Hence, the partial derivative of \({J_{T}^{h}}(\boldsymbol {\kappa },\boldsymbol {\alpha })\) with respect to κ_m is

$$ \frac{\partial {J_{R}^{h}}}{\partial \kappa_{m}} = \frac{1}{Ms(\alpha_{m})} \sqrt{\epsilon + \boldsymbol{\Phi}^{T} \boldsymbol{C}^{(m)} \boldsymbol{\Phi}} - \boldsymbol{z}^{T} \boldsymbol{K}^{(m)} {\Phi}, $$

(44)

where K^(m) is the stiffness matrix with respect to element E_m.
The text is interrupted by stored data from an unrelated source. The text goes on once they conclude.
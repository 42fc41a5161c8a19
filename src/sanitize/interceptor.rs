//! Sanitizing Interceptor
//!
//! A PreToolUse hook bound to the shell tool. It prefixes every non-empty
//! command with `unset <names> 2>/dev/null; `, so the secrets are gone from
//! the spawned shell (and everything it forks) before any of the original
//! command runs. The parent environment is never touched.
//!
//! The hook is pinned behind every other PreToolUse hook, and the executor
//! re-checks the final command with `verify` before spawning anything.

use serde_json::Value;

use super::secrets::SecretSet;
use crate::core::{GuardError, GuardResult};
use crate::hooks::{Hook, HookContext, HookEvent, HookMatcher, HookRegistry, HookResult};
use crate::tools::BASH_TOOL_NAME;

/// Name the interceptor registers under
pub const SANITIZER_HOOK_NAME: &str = "secret-env-sanitizer";

/// Tool pattern the interceptor is matched against
pub const SHELL_TOOL_PATTERN: &str = "^Bash$";

/// Rewrites shell commands so the secret names are unset first
///
/// Holds nothing but the immutable `SecretSet`, so one instance serves any
/// number of concurrent invocations.
#[derive(Debug, Clone)]
pub struct SanitizingInterceptor {
    secrets: SecretSet,
}

impl SanitizingInterceptor {
    pub fn new(secrets: SecretSet) -> Self {
        Self { secrets }
    }

    pub fn secrets(&self) -> &SecretSet {
        &self.secrets
    }

    /// Prefix a command with the unset clause
    pub fn rewrite_command(&self, command: &str) -> String {
        let mut rewritten = self.secrets.unset_clause();
        rewritten.push_str(command);
        rewritten
    }

    /// Compute the replacement input for a shell invocation
    ///
    /// Returns `Ok(None)` when there is nothing to do: no `command` field,
    /// a null or empty command, or an empty secret set. Every other field of
    /// the input is carried over unchanged.
    pub fn sanitize(&self, tool_name: &str, input: &Value) -> GuardResult<Option<Value>> {
        let Some(fields) = input.as_object() else {
            return Err(GuardError::invalid_input(tool_name, "tool input is not an object"));
        };

        let command = match fields.get("command") {
            None | Some(Value::Null) => return Ok(None),
            Some(Value::String(command)) => command,
            Some(other) => {
                return Err(GuardError::invalid_input(
                    tool_name,
                    format!("command must be a string, got {}", json_kind(other)),
                ))
            }
        };

        if command.is_empty() || self.secrets.is_empty() {
            return Ok(None);
        }

        let mut updated = fields.clone();
        updated.insert(
            "command".to_string(),
            Value::String(self.rewrite_command(command)),
        );
        Ok(Some(Value::Object(updated)))
    }

    /// Check that a final shell input is safe to execute
    ///
    /// Accepts exactly the inputs `sanitize` leaves alone or produces: no
    /// command, an empty command, or a command that starts with the unset
    /// clause. Anything else was rewritten after sanitization.
    pub fn verify(&self, tool_name: &str, input: &Value) -> GuardResult<()> {
        let Some(fields) = input.as_object() else {
            return Err(GuardError::invalid_input(tool_name, "tool input is not an object"));
        };

        match fields.get("command") {
            None | Some(Value::Null) => Ok(()),
            Some(Value::String(command)) => {
                let clause = self.secrets.unset_clause();
                if command.is_empty() || command.starts_with(&clause) {
                    Ok(())
                } else {
                    Err(GuardError::invalid_input(
                        tool_name,
                        "command does not start with the secret unset clause",
                    ))
                }
            }
            Some(other) => Err(GuardError::invalid_input(
                tool_name,
                format!("command must be a string, got {}", json_kind(other)),
            )),
        }
    }

    /// Whether the executor should `verify` invocations of this tool
    pub fn guards(&self, tool_name: &str) -> bool {
        tool_name == BASH_TOOL_NAME
    }

    /// Wrap this interceptor in a matcher bound to the shell tool
    pub fn into_matcher(self) -> GuardResult<HookMatcher> {
        Ok(HookMatcher::with_pattern(SHELL_TOOL_PATTERN, self)?)
    }
}

fn json_kind(value: &Value) -> &'static str {
    match value {
        Value::Null => "null",
        Value::Bool(_) => "boolean",
        Value::Number(_) => "number",
        Value::String(_) => "string",
        Value::Array(_) => "array",
        Value::Object(_) => "object",
    }
}

impl Hook for SanitizingInterceptor {
    fn name(&self) -> &str {
        SANITIZER_HOOK_NAME
    }

    fn call(&self, ctx: &mut HookContext) -> anyhow::Result<HookResult> {
        let tool_name = ctx.tool_name.as_deref().unwrap_or(BASH_TOOL_NAME);
        let Some(input) = ctx.tool_input.as_ref() else {
            return Err(GuardError::invalid_input(tool_name, "tool input is missing").into());
        };

        match self.sanitize(tool_name, input)? {
            Some(updated) => {
                tracing::debug!(
                    "[Sanitizer] Prefixed {} command with unset of {} name(s)",
                    tool_name,
                    self.secrets.len()
                );
                Ok(HookResult::update_input(updated))
            }
            None => Ok(HookResult::none()),
        }
    }
}

/// Register the interceptor on PreToolUse for the shell tool
///
/// The matcher is pinned, so it runs after every ordinary PreToolUse hook,
/// including hooks added later. Call this once at startup. Returns a copy of
/// the interceptor for `ToolExecutor::with_guard`.
pub fn install(hooks: &HookRegistry, secrets: SecretSet) -> GuardResult<SanitizingInterceptor> {
    if secrets.is_empty() {
        tracing::warn!("[Sanitizer] Secret set is empty; shell commands will not be rewritten");
    }
    tracing::info!("[Sanitizer] Installing for {} secret name(s)", secrets.len());
    tracing::debug!("[Sanitizer] Secret names: {:?}", secrets.names());

    let interceptor = SanitizingInterceptor::new(secrets);
    hooks.add_pinned(HookEvent::PreToolUse, interceptor.clone().into_matcher()?)?;
    Ok(interceptor)
}

#[cfg(test)]
mod tests {
    use super::*;
    use crate::tools::ToolInvocation;
    use serde_json::json;

    fn interceptor() -> SanitizingInterceptor {
        SanitizingInterceptor::new(SecretSet::new(["A", "B"]).unwrap())
    }

    #[test]
    fn test_prefixes_command_and_keeps_other_fields() {
        let input = json!({"command": "env", "timeout": 1000, "description": "dump env"});
        let updated = interceptor().sanitize("Bash", &input).unwrap().unwrap();

        assert_eq!(
            updated,
            json!({
                "command": "unset A B 2>/dev/null; env",
                "timeout": 1000,
                "description": "dump env"
            })
        );
    }

    #[test]
    fn test_original_command_kept_verbatim() {
        let command = "echo $A; export A=fake && echo \"$B\" | tr a-z A-Z # trailing";
        let updated = interceptor()
            .sanitize("Bash", &json!({ "command": command }))
            .unwrap()
            .unwrap();
        let rewritten = updated["command"].as_str().unwrap();

        assert_eq!(rewritten.strip_prefix("unset A B 2>/dev/null; "), Some(command));
    }

    #[test]
    fn test_no_change_without_command() {
        let i = interceptor();
        assert_eq!(i.sanitize("Bash", &json!({"command": ""})).unwrap(), None);
        assert_eq!(i.sanitize("Bash", &json!({"command": null})).unwrap(), None);
        assert_eq!(i.sanitize("Bash", &json!({"timeout": 5})).unwrap(), None);
    }

    #[test]
    fn test_whitespace_command_is_still_prefixed() {
        let updated = interceptor().sanitize("Bash", &json!({"command": " "})).unwrap().unwrap();
        assert_eq!(updated["command"], "unset A B 2>/dev/null;  ");
    }

    #[test]
    fn test_malformed_input_is_an_error() {
        let i = interceptor();
        let err = i.sanitize("Bash", &json!({"command": 42})).unwrap_err();
        assert_eq!(
            err.to_string(),
            "Invalid tool input for Bash: command must be a string, got number"
        );
        assert!(i.sanitize("Bash", &json!("env")).is_err());
    }

    #[test]
    fn test_empty_secret_set_is_a_no_op() {
        let i = SanitizingInterceptor::new(SecretSet::new(Vec::<String>::new()).unwrap());
        assert_eq!(i.sanitize("Bash", &json!({"command": "env"})).unwrap(), None);
    }

    #[test]
    fn test_install_matches_only_the_shell_tool() {
        let hooks = HookRegistry::new();
        install(&hooks, SecretSet::new(["A", "B"]).unwrap()).unwrap();
        assert_eq!(hooks.hook_count(HookEvent::PreToolUse), 1);

        let bash = ToolInvocation::new("Bash", json!({"command": "echo $A"}));
        let dispatched = hooks.dispatch(HookEvent::PreToolUse, bash).unwrap();
        assert_eq!(dispatched.invocation.input["command"], "unset A B 2>/dev/null; echo $A");

        for name in ["Read", "BashOutput", "bash"] {
            let input = json!({"command": "echo $A"});
            let other = ToolInvocation::new(name, input.clone());
            let dispatched = hooks.dispatch(HookEvent::PreToolUse, other).unwrap();
            assert_eq!(dispatched.invocation.input, input, "{name}");
        }
    }

    #[test]
    fn test_malformed_input_fails_dispatch() {
        let hooks = HookRegistry::new();
        install(&hooks, SecretSet::new(["A"]).unwrap()).unwrap();

        let bash = ToolInvocation::new("Bash", json!({"command": ["env"]}));
        let err = hooks.dispatch(HookEvent::PreToolUse, bash).unwrap_err();
        assert!(matches!(
            err,
            GuardError::HookFailed { ref hook, .. } if hook == SANITIZER_HOOK_NAME
        ));
    }

    #[test]
    fn test_sees_rewrites_from_earlier_hooks() {
        let hooks = HookRegistry::new();
        let change_dir = |ctx: &mut HookContext| -> anyhow::Result<HookResult> {
            let mut input = ctx.tool_input.clone().unwrap_or_default();
            input["command"] = json!("cd /tmp && env");
            Ok(HookResult::update_input(input))
        };
        hooks
            .add_with_pattern(HookEvent::PreToolUse, "^Bash$", change_dir)
            .unwrap();
        install(&hooks, SecretSet::new(["A"]).unwrap()).unwrap();

        let bash = ToolInvocation::new("Bash", json!({"command": "env"}));
        let dispatched = hooks.dispatch(HookEvent::PreToolUse, bash).unwrap();
        assert_eq!(
            dispatched.invocation.input["command"],
            "unset A 2>/dev/null; cd /tmp && env"
        );
    }

    #[test]
    fn test_stays_last_when_hooks_are_added_later() {
        let hooks = HookRegistry::new();
        install(&hooks, SecretSet::new(["A"]).unwrap()).unwrap();
        let replace = |_ctx: &mut HookContext| -> anyhow::Result<HookResult> {
            Ok(HookResult::update_input(json!({"command": "echo $A"})))
        };
        hooks
            .add_with_pattern(HookEvent::PreToolUse, "^Bash$", replace)
            .unwrap();

        let bash = ToolInvocation::new("Bash", json!({"command": "echo hi"}));
        let dispatched = hooks.dispatch(HookEvent::PreToolUse, bash).unwrap();
        assert_eq!(
            dispatched.invocation.input["command"],
            "unset A 2>/dev/null; echo $A"
        );
    }

    #[test]
    fn test_missing_input_is_an_error() {
        let mut ctx = HookContext::pre_tool_use(&ToolInvocation::new("Bash", json!({})));
        ctx.tool_input = None;

        let err = interceptor().call(&mut ctx).unwrap_err();
        assert_eq!(err.to_string(), "Invalid tool input for Bash: tool input is missing");
    }

    #[test]
    fn test_verify() {
        let i = interceptor();
        assert!(i.verify("Bash", &json!({"command": "unset A B 2>/dev/null; env"})).is_ok());
        assert!(i.verify("Bash", &json!({"command": ""})).is_ok());
        assert!(i.verify("Bash", &json!({"timeout": 5})).is_ok());

        let err = i.verify("Bash", &json!({"command": "env"})).unwrap_err();
        assert_eq!(
            err.to_string(),
            "Invalid tool input for Bash: command does not start with the secret unset clause"
        );
        assert!(i.verify("Bash", &json!({"command": "unset A 2>/dev/null; env"})).is_err());
        assert!(i.verify("Bash", &json!({"command": 1})).is_err());

        assert!(i.guards("Bash"));
        assert!(!i.guards("Read"));
    }
}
The partial derivative of \({J_{T}^{h}}(\boldsymbol {\kappa },\boldsymbol {\alpha })\) with respect to α_m, for m = 1, 2,…,M, is

$$ \frac{\partial {J_{T}^{h}}}{\partial \alpha_{m}} = \frac{-\kappa_{m} s^{\prime}(\alpha_{m})}{M s(\alpha_{m})^{2}} \sqrt{\epsilon + \boldsymbol{\Phi}^{T} \boldsymbol{C}^{(m)} \boldsymbol{\Phi}} , $$

(45)

where s^′ denotes the derivative of speed function s. Finally, the gradient of \({J_{R}^{h}}(\boldsymbol {\alpha })\) with respect to α is the vector with all entries equal to 1/M.